Top of Material for this exercise
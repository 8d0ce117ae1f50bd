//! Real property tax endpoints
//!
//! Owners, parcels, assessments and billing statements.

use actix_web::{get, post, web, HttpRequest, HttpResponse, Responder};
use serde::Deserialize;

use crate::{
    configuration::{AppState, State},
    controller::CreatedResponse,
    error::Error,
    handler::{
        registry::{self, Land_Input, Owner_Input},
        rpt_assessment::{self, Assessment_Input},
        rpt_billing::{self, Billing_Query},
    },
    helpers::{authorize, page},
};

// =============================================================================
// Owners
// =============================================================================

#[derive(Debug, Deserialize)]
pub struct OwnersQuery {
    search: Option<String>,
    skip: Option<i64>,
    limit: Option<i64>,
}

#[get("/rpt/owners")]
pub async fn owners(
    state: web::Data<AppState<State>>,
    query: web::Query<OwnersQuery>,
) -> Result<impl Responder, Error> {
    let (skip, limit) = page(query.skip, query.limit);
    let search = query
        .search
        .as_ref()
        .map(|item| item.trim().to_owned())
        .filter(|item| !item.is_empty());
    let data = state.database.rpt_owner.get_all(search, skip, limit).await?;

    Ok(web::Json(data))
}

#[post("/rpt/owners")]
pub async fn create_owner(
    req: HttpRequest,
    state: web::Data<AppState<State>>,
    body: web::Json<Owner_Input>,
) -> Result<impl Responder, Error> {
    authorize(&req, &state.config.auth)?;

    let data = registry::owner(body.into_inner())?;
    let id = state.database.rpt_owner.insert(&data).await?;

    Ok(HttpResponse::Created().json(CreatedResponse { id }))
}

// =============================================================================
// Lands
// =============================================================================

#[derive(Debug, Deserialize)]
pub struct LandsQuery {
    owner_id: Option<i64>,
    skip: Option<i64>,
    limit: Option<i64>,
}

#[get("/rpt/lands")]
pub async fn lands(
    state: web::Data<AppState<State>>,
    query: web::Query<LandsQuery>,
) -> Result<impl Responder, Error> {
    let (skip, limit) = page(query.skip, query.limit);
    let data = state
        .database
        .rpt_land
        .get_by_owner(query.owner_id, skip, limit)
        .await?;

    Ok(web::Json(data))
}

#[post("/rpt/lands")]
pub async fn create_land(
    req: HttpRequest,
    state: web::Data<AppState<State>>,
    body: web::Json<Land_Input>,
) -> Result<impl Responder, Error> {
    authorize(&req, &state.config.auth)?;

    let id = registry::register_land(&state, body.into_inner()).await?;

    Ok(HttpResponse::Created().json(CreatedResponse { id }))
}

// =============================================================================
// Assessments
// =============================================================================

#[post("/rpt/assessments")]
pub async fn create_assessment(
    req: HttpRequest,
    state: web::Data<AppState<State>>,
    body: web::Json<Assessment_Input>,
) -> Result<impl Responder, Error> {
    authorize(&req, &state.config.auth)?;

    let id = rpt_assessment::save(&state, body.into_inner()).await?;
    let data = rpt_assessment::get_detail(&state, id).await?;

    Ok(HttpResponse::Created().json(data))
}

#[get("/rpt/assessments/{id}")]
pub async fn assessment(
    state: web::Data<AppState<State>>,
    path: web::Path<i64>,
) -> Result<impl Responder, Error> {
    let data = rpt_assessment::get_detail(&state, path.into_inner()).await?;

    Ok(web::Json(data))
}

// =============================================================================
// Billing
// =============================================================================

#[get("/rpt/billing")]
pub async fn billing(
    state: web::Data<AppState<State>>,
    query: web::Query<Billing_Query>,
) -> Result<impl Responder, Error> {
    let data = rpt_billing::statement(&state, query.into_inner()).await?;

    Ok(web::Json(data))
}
Bottom of Material for this exercise
Top of Material for this exercise
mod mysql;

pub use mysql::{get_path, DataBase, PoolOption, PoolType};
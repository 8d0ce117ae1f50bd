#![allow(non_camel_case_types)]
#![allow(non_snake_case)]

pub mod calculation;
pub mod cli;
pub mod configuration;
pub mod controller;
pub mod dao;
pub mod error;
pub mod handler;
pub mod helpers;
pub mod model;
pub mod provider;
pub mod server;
Bottom of Material for this exercise
▶ **Exercise directions**: Return every line of the records in which the word "configuration" is found.

▶ **Output below**:
    configuration::{AppState, State},
pub mod configuration;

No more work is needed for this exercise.